#### [About this exercise]
Set down exactly the lines below between the line holding "use cadence::chat::presets_for;" and the line holding "const NOT_ONBOARDED: &str", inclusive; no other line belongs in the answer.

#### [Dataset entries]
- Opening Delimiter -

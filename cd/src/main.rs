//! Cadence - AI content calendar for creators
//!
//! CLI entry point for onboarding, weekly planning and day chat.

use std::fs;
use std::path::PathBuf;
use std::sync::Arc;

use chrono::{Datelike, Local, NaiveDate};
use clap::Parser;
use colored::Colorize;
use eyre::{Context, Result, bail, eyre};
use tracing::{debug, info};

use cadence::chat::presets_for;
use cadence::cli::{Cli, Command, DayCommand, PillarCommand, ProfileCommand, ProfileUpdate};
use cadence::config::Config;
use cadence::domain::{BrandType, ContentPillar, DayPlan, Platform, Profile, WeekPlans, WeekProvenance, weekday_name};
use cadence::llm::create_client;
use cadence::planner::PlanGenerator;
use cadence::prompts::PromptLoader;
use cadence::repl;
use cadence::store::{CorruptPolicy, PlanStore, ProfileStore, reset};
use keystore::{FileStore, KeyValueStore};

const NOT_ONBOARDED: &str = "Profile not onboarded. Run `cadence onboard` to get started.";

fn setup_logging(cli_log_level: Option<&str>, config_log_level: Option<&str>) -> Result<()> {
    // Note: Can't log params here since logging isn't initialized yet
    let log_dir = dirs::data_local_dir()
        .unwrap_or_else(|| PathBuf::from("."))
        .join("cadence")
        .join("logs");

    fs::create_dir_all(&log_dir).context("Failed to create log directory")?;

    // Priority: CLI --log-level > config file > default (INFO)
    let level = match cli_log_level.or(config_log_level) {
        Some(s) => match s.to_uppercase().as_str() {
            "TRACE" => tracing::Level::TRACE,
            "DEBUG" => tracing::Level::DEBUG,
            "INFO" => tracing::Level::INFO,
            "WARN" | "WARNING" => tracing::Level::WARN,
            "ERROR" => tracing::Level::ERROR,
            _ => {
                eprintln!("Warning: Unknown log-level '{}', defaulting to INFO", s);
                tracing::Level::INFO
            }
        },
        None => tracing::Level::INFO,
    };

    let log_file = fs::File::create(log_dir.join("cadence.log")).context("Failed to create log file")?;

    tracing_subscriber::fmt()
        .with_writer(log_file)
        .with_ansi(false)
        .with_env_filter(tracing_subscriber::EnvFilter::from_default_env().add_directive(level.into()))
        .init();

    info!("Logging initialized (level: {:?})", level);
    Ok(())
}

/// Profile and plan stores over the configured data directory
struct Stores {
    profiles: ProfileStore,
    plans: PlanStore,
}

impl Stores {
    fn open(config: &Config) -> Result<Self> {
        debug!(data_dir = ?config.storage.data_dir, "Stores::open: called");
        let kv: Arc<dyn KeyValueStore> = Arc::new(
            FileStore::open(&config.storage.data_dir)
                .with_context(|| format!("Failed to open store at {}", config.storage.data_dir.display()))?,
        );
        Ok(Self {
            profiles: ProfileStore::with_policy(kv.clone(), CorruptPolicy::Surface),
            // Plans can always be regenerated
            plans: PlanStore::with_policy(kv, CorruptPolicy::Discard),
        })
    }

    fn onboarded_profile(&self) -> Result<Profile> {
        self.profiles
            .load_onboarded()
            .context("Failed to load profile")?
            .ok_or_else(|| eyre!(NOT_ONBOARDED))
    }
}

#[tokio::main]
async fn main() -> Result<()> {
    let cli = Cli::parse();

    // Load log level from config file early (before full config load)
    let config_log_level = Config::load_log_level(cli.config.as_ref());
    setup_logging(cli.log_level.as_deref(), config_log_level.as_deref()).context("Failed to setup logging")?;

    let config = Config::load(cli.config.as_ref()).context("Failed to load configuration")?;
    let stores = Stores::open(&config)?;

    debug!(command = ?cli.command, "main: dispatching command");
    match cli.command {
        Command::Onboard {
            name,
            brand_type,
            platform,
            days,
            pillars,
            persona,
            visual_style,
            context,
        } => {
            let draft = OnboardDraft {
                name,
                brand_type,
                platform,
                days,
                pillars,
                persona,
                visual_style,
                context,
            };
            cmd_onboard(&stores, draft)
        }
        Command::Profile { command } => match command {
            ProfileCommand::Show => cmd_profile_show(&stores),
            ProfileCommand::Set(update) => cmd_profile_set(&stores, update),
        },
        Command::Pillar { command } => cmd_pillar(&stores, command),
        Command::Week { date, regenerate } => cmd_week(&config, &stores, date.unwrap_or_else(today), regenerate).await,
        Command::Day { command } => cmd_day(&stores, command),
        Command::Chat { date } => cmd_chat(&config, &stores, date.unwrap_or_else(today)).await,
        Command::Presets => cmd_presets(&stores),
        Command::Reset { yes } => cmd_reset(&stores, yes),
    }
}

fn today() -> NaiveDate {
    Local::now().date_naive()
}

struct OnboardDraft {
    name: String,
    brand_type: BrandType,
    platform: Platform,
    days: Vec<u8>,
    pillars: Vec<ContentPillar>,
    persona: String,
    visual_style: String,
    context: Option<String>,
}

/// Create the profile
fn cmd_onboard(stores: &Stores, draft: OnboardDraft) -> Result<()> {
    debug!(name = %draft.name, "cmd_onboard: called");
    if stores.profiles.load_onboarded().context("Failed to load profile")?.is_some() {
        bail!("A profile already exists. Use `cadence profile set` to change it or `cadence reset --yes` to start over.");
    }

    let mut profile = Profile::new(draft.name.trim(), draft.brand_type, draft.platform);
    profile.persona = draft.persona.trim().to_string();
    profile.visual_style = draft.visual_style.trim().to_string();
    profile.additional_info = draft.context.unwrap_or_default().trim().to_string();
    profile.set_posting_days(draft.days)?;
    for pillar in draft.pillars {
        if !profile.add_pillar(pillar.name.clone(), pillar.description) {
            println!("{} Skipping duplicate pillar '{}'", "!".yellow(), pillar.name);
        }
    }
    profile.complete_onboarding()?;

    stores.profiles.save(&profile).context("Failed to save profile")?;
    info!(name = %profile.name, platform = %profile.platform, "Onboarding complete");

    println!("{} Welcome, {}!", "✓".green(), profile.name.bold());
    print_profile(&profile);
    println!("Run {} to plan your week.", "cadence week".yellow());
    Ok(())
}

fn cmd_profile_show(stores: &Stores) -> Result<()> {
    debug!("cmd_profile_show: called");
    match stores.profiles.load_onboarded().context("Failed to load profile")? {
        Some(profile) => print_profile(&profile),
        None => println!("{}", NOT_ONBOARDED),
    }
    Ok(())
}

/// Apply settings changes; the result must still be a complete profile
fn cmd_profile_set(stores: &Stores, update: ProfileUpdate) -> Result<()> {
    debug!(?update, "cmd_profile_set: called");
    let mut profile = stores.onboarded_profile()?;

    if let Some(name) = update.name {
        profile.name = name.trim().to_string();
    }
    if let Some(brand_type) = update.brand_type {
        profile.brand_type = brand_type;
    }
    if let Some(platform) = update.platform {
        profile.platform = platform;
    }
    if let Some(days) = update.days {
        profile.set_posting_days(days)?;
    }
    if let Some(persona) = update.persona {
        profile.persona = persona.trim().to_string();
    }
    if let Some(visual_style) = update.visual_style {
        profile.visual_style = visual_style.trim().to_string();
    }
    if let Some(context) = update.context {
        profile.additional_info = context.trim().to_string();
    }

    profile.validate()?;
    stores.profiles.save(&profile).context("Failed to save profile")?;
    println!("{} Profile updated", "✓".green());
    print_profile(&profile);
    Ok(())
}

fn cmd_pillar(stores: &Stores, command: PillarCommand) -> Result<()> {
    debug!(?command, "cmd_pillar: called");
    let mut profile = stores.onboarded_profile()?;

    match command {
        PillarCommand::List => {
            print_pillars(&profile);
            return Ok(());
        }
        PillarCommand::Add { name, description } => {
            if !profile.add_pillar(name.clone(), description) {
                bail!("Pillar '{}' already exists or has an empty name", name.trim());
            }
        }
        PillarCommand::Edit {
            position,
            name,
            description,
        } => {
            let index = position.checked_sub(1).ok_or_else(|| eyre!("Positions start at 1"))?;
            let current = profile
                .content_pillars
                .get(index)
                .cloned()
                .ok_or_else(|| eyre!("No pillar at position {}", position))?;
            let name = name.unwrap_or(current.name);
            let description = description.unwrap_or(current.description);
            if !profile.edit_pillar(index, name.clone(), description) {
                bail!("Pillar '{}' already exists or has an empty name", name.trim());
            }
        }
        PillarCommand::Rm { name } => {
            if !profile.remove_pillar(&name) {
                bail!("No pillar named '{}'", name);
            }
        }
    }

    profile.validate()?;
    stores.profiles.save(&profile).context("Failed to save profile")?;
    print_pillars(&profile);
    Ok(())
}

/// Show the week containing `date`, generating it when not cached
async fn cmd_week(config: &Config, stores: &Stores, date: NaiveDate, regenerate: bool) -> Result<()> {
    debug!(%date, regenerate, "cmd_week: called");
    let profile = stores.onboarded_profile()?;

    if !regenerate && let Some(week) = stores.plans.load_week_of(date).context("Failed to load plans")? {
        debug!("cmd_week: using stored week");
        print_week(&profile, &week, date);
        return Ok(());
    }

    config.validate()?;
    let llm = create_client(&config.llm).context("Failed to create LLM client")?;
    let prompts = Arc::new(PromptLoader::new(config.prompts.override_dir.as_deref()));
    let generator = PlanGenerator::new(llm, prompts).with_max_tokens(config.llm.max_tokens);

    println!("{}", "Generating your week...".dimmed());
    let week = generator
        .generate_and_store(&profile, date, &stores.plans)
        .await
        .context("Failed to save plans")?;

    print_week(&profile, &week, date);
    Ok(())
}

fn cmd_day(stores: &Stores, command: DayCommand) -> Result<()> {
    debug!(?command, "cmd_day: called");
    let day = match command {
        DayCommand::Toggle { date } => stores.plans.toggle_posted(date)?,
        DayCommand::Edit {
            date,
            theme,
            description,
        } => {
            if theme.is_none() && description.is_none() {
                bail!("Nothing to change. Pass --theme and/or --description.");
            }
            stores.plans.update_day(date, |day| {
                day.edit(theme, description);
            })?
        }
    };

    print_day(&day, None);
    Ok(())
}

async fn cmd_chat(config: &Config, stores: &Stores, date: NaiveDate) -> Result<()> {
    debug!(%date, "cmd_chat: called");
    let profile = stores.onboarded_profile()?;
    let day = stores
        .plans
        .load_week_of(date)
        .context("Failed to load plans")?
        .and_then(|week| week.day(date).cloned())
        .ok_or_else(|| eyre!("No plan for {}. Run `cadence week --date {}` first.", date, date))?;

    repl::run_chat(config, &profile, day).await
}

fn cmd_presets(stores: &Stores) -> Result<()> {
    debug!("cmd_presets: called");
    let profile = stores.onboarded_profile()?;
    println!("{}", format!("{} shortcuts:", profile.platform).bright_cyan());
    for (i, preset) in presets_for(profile.platform).iter().enumerate() {
        println!("  {}. {:20} {}", i + 1, preset.label.yellow(), preset.prompt.dimmed());
    }
    Ok(())
}

fn cmd_reset(stores: &Stores, yes: bool) -> Result<()> {
    debug!(yes, "cmd_reset: called");
    if !yes {
        bail!("This deletes your profile and plans. Re-run with --yes to confirm.");
    }
    reset(&stores.profiles, &stores.plans).context("Failed to reset")?;
    println!("{} Profile and plans removed", "✓".green());
    Ok(())
}

fn print_profile(profile: &Profile) {
    println!();
    println!("{} ({} on {})", profile.name.bold(), profile.brand_type, profile.platform);
    println!("  {:14} {}", "Persona:".dimmed(), profile.persona);
    println!("  {:14} {}", "Visual style:".dimmed(), profile.visual_style);
    println!("  {:14} {}", "Posting days:".dimmed(), profile.active_weekday_names().join(", "));
    if !profile.additional_info.is_empty() {
        println!("  {:14} {}", "Context:".dimmed(), profile.additional_info);
    }
    print_pillars(profile);
}

fn print_pillars(profile: &Profile) {
    println!("  {}", "Pillars:".dimmed());
    for (i, pillar) in profile.content_pillars.iter().enumerate() {
        if pillar.description.is_empty() {
            println!("    {}. {}", i + 1, pillar.name);
        } else {
            println!("    {}. {} - {}", i + 1, pillar.name, pillar.description.dimmed());
        }
    }
    println!();
}

fn print_week(profile: &Profile, week: &WeekPlans, selected: NaiveDate) {
    println!();
    println!(
        "{} {}  ({}/{} posted)",
        "Week of".bright_cyan(),
        week.week_start.format("%b %d, %Y").to_string().bright_cyan().bold(),
        week.posted_count(),
        week.days.len()
    );
    if week.provenance == WeekProvenance::Degraded {
        println!(
            "{}",
            "The assistant could not be reached; showing rest days. Try `cadence week --regenerate`.".yellow()
        );
    }
    println!();
    for day in &week.days {
        print_day(day, Some((profile, day.date == selected)));
    }
    println!();
}

fn print_day(day: &DayPlan, context: Option<(&Profile, bool)>) {
    let weekday_index = day.date.weekday().num_days_from_sunday() as u8;
    let weekday = weekday_name(weekday_index).unwrap_or_default();
    let check = if day.is_posted { "[x]".green() } else { "[ ]".normal() };

    // ">" marks the requested date, "*" an active posting day
    let (marker, active) = match context {
        Some((profile, selected)) => (
            if selected { ">" } else { " " },
            if profile.posts_on(weekday_index) { "*" } else { " " },
        ),
        None => (" ", " "),
    };

    let theme = if day.is_sentinel() { day.theme.dimmed() } else { day.theme.bold() };
    let pillar = day.pillar.as_deref().map(|p| format!(" [{}]", p)).unwrap_or_default();

    println!(
        "{}{} {:9} {} {} {}{}",
        marker.bright_green(),
        active,
        weekday,
        day.date.format("%m-%d"),
        check,
        theme,
        pillar.cyan()
    );
    println!("      {}", day.description.dimmed());
}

- Closing Delimiter -

#### [Written answer]
use cadence::chat::presets_for;
use cadence::cli::{Cli, Command, DayCommand, PillarCommand, ProfileCommand, ProfileUpdate};
use cadence::config::Config;
use cadence::domain::{BrandType, ContentPillar, DayPlan, Platform, Profile, WeekPlans, WeekProvenance, weekday_name};
use cadence::llm::create_client;
use cadence::planner::PlanGenerator;
use cadence::prompts::PromptLoader;
use cadence::repl;
use cadence::store::{CorruptPolicy, PlanStore, ProfileStore, reset};
use keystore::{FileStore, KeyValueStore};

const NOT_ONBOARDED: &str = "Profile not onboarded. Run `cadence onboard` to get started.";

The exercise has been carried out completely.